DESCRIPTION OF THE TASK
Go through the records below line by line. Count the lines with "IncompatibleItem" and give the count alone.

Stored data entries

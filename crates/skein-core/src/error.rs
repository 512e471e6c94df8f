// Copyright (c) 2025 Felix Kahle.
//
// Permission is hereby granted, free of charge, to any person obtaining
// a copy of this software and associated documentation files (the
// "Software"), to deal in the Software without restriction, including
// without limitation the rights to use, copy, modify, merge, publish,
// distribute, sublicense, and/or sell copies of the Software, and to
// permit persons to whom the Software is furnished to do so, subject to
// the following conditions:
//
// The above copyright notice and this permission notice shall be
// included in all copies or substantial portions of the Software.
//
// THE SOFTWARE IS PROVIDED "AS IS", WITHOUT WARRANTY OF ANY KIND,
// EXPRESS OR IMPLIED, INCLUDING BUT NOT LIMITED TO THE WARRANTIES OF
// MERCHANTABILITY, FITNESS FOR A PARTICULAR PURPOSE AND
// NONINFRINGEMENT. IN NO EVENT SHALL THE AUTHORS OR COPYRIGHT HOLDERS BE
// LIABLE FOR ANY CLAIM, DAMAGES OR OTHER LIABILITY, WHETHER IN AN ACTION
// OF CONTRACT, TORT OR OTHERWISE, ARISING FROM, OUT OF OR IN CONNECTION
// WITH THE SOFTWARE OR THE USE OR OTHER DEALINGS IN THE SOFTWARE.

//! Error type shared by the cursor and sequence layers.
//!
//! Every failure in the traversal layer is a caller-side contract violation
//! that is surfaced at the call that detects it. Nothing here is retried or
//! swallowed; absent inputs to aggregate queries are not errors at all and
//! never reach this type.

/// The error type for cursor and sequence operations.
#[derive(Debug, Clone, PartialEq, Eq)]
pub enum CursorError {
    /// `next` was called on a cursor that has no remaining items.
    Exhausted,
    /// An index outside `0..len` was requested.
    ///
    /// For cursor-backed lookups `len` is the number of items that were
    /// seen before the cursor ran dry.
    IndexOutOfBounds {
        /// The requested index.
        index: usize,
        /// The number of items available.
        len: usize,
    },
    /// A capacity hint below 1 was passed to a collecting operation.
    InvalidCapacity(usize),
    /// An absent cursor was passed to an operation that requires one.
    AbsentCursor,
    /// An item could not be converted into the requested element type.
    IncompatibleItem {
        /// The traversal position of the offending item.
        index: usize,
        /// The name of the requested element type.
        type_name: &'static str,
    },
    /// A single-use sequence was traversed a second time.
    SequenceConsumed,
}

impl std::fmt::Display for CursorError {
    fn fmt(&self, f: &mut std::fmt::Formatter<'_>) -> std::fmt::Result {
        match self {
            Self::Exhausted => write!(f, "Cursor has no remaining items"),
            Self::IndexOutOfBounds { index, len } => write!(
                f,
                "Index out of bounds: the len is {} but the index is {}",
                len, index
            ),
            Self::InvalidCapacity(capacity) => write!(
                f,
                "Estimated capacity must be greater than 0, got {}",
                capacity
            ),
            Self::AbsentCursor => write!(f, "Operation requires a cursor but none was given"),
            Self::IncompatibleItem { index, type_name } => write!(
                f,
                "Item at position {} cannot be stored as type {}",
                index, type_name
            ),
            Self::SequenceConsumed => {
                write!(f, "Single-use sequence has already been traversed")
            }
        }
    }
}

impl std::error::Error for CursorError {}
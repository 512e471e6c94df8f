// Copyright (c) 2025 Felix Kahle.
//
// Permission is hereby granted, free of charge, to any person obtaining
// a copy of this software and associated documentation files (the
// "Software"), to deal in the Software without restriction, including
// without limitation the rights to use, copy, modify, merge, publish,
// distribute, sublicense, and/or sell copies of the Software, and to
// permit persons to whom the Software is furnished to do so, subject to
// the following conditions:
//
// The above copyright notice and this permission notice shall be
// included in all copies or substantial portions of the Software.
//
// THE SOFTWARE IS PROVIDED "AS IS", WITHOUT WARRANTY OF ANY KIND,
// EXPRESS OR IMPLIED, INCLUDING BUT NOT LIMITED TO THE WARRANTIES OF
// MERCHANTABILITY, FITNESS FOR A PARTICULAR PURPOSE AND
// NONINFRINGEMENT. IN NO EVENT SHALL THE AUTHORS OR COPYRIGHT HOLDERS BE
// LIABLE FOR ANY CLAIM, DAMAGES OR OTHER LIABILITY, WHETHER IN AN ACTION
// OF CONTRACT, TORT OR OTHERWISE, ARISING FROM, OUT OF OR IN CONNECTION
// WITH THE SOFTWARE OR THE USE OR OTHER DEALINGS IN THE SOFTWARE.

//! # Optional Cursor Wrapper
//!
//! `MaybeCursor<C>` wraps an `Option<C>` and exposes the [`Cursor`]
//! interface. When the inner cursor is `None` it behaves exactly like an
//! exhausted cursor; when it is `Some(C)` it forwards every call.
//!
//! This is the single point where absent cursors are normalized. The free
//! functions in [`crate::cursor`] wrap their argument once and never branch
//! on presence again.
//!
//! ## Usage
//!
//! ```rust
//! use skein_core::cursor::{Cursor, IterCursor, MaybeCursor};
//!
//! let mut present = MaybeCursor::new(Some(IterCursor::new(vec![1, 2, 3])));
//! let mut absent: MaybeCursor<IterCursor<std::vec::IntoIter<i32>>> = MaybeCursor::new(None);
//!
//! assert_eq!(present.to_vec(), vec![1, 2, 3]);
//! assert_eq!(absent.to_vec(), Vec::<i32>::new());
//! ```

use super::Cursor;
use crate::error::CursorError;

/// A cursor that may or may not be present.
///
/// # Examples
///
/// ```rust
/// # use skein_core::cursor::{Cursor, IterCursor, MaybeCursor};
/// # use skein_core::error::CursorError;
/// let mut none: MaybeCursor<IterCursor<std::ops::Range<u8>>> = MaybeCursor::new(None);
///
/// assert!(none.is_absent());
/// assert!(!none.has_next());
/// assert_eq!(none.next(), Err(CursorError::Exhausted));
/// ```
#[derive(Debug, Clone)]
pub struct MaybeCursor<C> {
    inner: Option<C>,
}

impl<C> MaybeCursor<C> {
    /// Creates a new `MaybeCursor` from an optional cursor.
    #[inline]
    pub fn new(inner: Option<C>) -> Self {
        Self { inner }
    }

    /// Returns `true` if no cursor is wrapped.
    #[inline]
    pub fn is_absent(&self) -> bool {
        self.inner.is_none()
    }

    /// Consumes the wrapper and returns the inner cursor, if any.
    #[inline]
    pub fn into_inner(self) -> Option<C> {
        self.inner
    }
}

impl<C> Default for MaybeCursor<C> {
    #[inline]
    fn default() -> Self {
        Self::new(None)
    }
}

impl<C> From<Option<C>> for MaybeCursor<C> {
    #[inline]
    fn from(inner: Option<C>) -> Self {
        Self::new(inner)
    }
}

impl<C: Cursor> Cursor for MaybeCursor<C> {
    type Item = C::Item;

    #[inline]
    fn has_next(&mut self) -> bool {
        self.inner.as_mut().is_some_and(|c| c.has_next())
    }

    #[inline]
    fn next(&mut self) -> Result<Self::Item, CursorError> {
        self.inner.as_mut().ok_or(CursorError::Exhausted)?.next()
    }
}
---
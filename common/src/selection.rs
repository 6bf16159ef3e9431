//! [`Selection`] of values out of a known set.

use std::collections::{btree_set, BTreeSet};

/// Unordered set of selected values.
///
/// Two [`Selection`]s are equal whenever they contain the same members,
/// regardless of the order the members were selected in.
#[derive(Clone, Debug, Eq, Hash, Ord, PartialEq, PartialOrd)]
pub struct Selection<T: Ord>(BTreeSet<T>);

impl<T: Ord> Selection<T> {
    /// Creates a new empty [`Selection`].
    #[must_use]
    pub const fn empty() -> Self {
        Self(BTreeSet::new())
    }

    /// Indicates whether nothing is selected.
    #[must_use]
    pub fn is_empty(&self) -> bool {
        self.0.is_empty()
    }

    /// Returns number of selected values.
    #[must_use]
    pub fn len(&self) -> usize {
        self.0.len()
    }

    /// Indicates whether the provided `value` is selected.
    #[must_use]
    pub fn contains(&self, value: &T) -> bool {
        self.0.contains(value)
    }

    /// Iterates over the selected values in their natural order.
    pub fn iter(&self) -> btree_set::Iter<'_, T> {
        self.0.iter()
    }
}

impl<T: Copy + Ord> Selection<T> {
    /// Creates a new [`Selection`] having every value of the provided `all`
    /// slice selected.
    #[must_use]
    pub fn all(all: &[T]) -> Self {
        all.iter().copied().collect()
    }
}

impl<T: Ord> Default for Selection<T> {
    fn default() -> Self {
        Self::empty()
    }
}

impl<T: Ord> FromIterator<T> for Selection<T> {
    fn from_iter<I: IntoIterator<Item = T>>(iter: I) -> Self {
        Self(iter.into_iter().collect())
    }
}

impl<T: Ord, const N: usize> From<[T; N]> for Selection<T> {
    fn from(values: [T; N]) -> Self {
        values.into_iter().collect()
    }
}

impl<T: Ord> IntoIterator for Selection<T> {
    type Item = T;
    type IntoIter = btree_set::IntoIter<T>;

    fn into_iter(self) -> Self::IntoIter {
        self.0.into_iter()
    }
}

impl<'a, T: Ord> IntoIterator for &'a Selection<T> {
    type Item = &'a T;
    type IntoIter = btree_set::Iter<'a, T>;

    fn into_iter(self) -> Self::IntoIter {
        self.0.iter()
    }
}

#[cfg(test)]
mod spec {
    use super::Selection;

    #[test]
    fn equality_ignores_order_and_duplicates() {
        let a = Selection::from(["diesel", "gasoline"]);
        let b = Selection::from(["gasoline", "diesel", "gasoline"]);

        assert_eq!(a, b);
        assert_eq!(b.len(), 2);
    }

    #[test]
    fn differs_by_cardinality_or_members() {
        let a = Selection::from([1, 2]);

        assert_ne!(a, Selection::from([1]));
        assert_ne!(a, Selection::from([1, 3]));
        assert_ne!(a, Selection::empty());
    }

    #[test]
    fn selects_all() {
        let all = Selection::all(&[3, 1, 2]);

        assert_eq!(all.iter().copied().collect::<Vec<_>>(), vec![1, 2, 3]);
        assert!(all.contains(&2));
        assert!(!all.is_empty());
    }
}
---
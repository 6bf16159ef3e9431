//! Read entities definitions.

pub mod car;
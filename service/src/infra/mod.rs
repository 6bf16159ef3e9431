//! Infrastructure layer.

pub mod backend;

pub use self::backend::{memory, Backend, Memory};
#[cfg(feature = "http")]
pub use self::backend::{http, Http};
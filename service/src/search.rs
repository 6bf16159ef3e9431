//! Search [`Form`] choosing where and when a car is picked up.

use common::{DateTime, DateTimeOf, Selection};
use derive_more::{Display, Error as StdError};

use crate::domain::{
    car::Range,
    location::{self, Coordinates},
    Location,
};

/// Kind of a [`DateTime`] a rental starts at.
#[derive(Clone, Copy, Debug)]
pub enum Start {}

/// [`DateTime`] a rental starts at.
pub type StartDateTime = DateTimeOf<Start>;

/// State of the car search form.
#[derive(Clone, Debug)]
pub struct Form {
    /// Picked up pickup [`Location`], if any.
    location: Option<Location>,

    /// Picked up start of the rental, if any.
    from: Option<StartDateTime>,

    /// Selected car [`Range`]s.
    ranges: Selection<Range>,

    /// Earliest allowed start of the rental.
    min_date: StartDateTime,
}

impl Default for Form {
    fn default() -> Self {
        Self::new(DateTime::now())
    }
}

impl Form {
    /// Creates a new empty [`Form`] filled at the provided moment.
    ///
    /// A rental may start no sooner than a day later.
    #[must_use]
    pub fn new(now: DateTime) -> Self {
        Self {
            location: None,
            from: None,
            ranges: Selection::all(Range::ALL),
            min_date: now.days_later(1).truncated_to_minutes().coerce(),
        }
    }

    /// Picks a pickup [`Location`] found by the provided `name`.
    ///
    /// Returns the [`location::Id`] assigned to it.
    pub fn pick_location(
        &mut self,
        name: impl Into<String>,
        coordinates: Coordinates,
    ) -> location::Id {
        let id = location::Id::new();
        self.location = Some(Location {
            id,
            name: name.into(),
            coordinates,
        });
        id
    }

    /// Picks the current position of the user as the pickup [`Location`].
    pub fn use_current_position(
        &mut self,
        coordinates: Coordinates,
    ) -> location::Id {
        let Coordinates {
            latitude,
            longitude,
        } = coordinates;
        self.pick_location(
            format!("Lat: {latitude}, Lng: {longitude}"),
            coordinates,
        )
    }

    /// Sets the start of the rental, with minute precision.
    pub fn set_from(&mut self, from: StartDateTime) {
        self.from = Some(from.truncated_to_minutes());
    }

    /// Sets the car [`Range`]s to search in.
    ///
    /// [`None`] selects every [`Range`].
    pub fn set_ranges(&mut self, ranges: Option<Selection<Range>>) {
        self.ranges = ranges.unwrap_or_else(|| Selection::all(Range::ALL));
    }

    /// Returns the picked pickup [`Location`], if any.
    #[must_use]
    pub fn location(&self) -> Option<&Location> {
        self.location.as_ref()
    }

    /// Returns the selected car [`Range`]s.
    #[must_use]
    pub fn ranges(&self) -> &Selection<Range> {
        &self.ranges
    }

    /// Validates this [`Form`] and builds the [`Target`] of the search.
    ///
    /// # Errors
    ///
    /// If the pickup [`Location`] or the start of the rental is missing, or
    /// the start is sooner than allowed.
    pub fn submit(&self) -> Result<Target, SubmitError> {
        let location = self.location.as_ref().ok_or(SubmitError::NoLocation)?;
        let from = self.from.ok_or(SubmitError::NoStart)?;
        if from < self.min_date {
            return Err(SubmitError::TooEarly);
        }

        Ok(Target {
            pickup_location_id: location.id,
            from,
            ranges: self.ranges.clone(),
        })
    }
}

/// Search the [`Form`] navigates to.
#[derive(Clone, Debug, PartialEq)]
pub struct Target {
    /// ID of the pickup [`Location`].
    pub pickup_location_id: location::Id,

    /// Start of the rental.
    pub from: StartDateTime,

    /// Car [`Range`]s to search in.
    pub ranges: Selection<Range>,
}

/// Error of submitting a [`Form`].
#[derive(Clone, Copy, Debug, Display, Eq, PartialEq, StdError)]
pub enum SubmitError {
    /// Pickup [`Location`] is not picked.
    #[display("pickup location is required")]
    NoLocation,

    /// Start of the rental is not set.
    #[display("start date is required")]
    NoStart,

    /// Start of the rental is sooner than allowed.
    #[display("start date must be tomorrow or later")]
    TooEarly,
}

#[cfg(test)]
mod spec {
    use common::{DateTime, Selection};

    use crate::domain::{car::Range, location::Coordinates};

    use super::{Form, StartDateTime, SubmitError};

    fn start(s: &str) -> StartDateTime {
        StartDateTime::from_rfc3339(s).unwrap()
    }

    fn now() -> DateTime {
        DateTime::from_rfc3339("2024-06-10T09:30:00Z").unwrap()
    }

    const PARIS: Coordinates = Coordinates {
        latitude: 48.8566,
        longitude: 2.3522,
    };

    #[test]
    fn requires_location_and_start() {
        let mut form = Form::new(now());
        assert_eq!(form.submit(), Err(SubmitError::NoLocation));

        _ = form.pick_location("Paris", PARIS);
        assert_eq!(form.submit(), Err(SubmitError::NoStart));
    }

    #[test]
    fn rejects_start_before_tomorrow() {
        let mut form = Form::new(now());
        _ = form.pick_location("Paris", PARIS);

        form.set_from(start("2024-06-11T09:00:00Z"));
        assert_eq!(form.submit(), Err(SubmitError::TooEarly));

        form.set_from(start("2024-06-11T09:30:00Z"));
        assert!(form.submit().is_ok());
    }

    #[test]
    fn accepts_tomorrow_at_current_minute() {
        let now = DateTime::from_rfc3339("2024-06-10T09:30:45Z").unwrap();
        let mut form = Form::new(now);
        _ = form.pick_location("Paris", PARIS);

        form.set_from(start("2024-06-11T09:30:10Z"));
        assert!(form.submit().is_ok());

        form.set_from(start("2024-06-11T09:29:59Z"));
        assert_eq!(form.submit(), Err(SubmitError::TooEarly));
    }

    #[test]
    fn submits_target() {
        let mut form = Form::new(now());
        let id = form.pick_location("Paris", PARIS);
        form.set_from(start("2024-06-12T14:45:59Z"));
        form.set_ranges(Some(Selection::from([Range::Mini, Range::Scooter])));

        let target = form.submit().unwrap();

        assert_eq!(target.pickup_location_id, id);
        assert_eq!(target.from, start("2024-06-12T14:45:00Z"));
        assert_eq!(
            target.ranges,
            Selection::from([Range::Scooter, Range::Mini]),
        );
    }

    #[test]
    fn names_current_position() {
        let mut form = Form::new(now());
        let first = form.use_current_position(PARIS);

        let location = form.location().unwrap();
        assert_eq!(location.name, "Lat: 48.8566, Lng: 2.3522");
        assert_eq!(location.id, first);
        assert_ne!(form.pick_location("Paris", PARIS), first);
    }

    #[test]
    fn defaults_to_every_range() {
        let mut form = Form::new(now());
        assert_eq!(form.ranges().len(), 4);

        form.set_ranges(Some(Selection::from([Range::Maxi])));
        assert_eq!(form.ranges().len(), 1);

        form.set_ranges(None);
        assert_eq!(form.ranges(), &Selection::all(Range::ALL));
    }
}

YOUR RESPONSE
2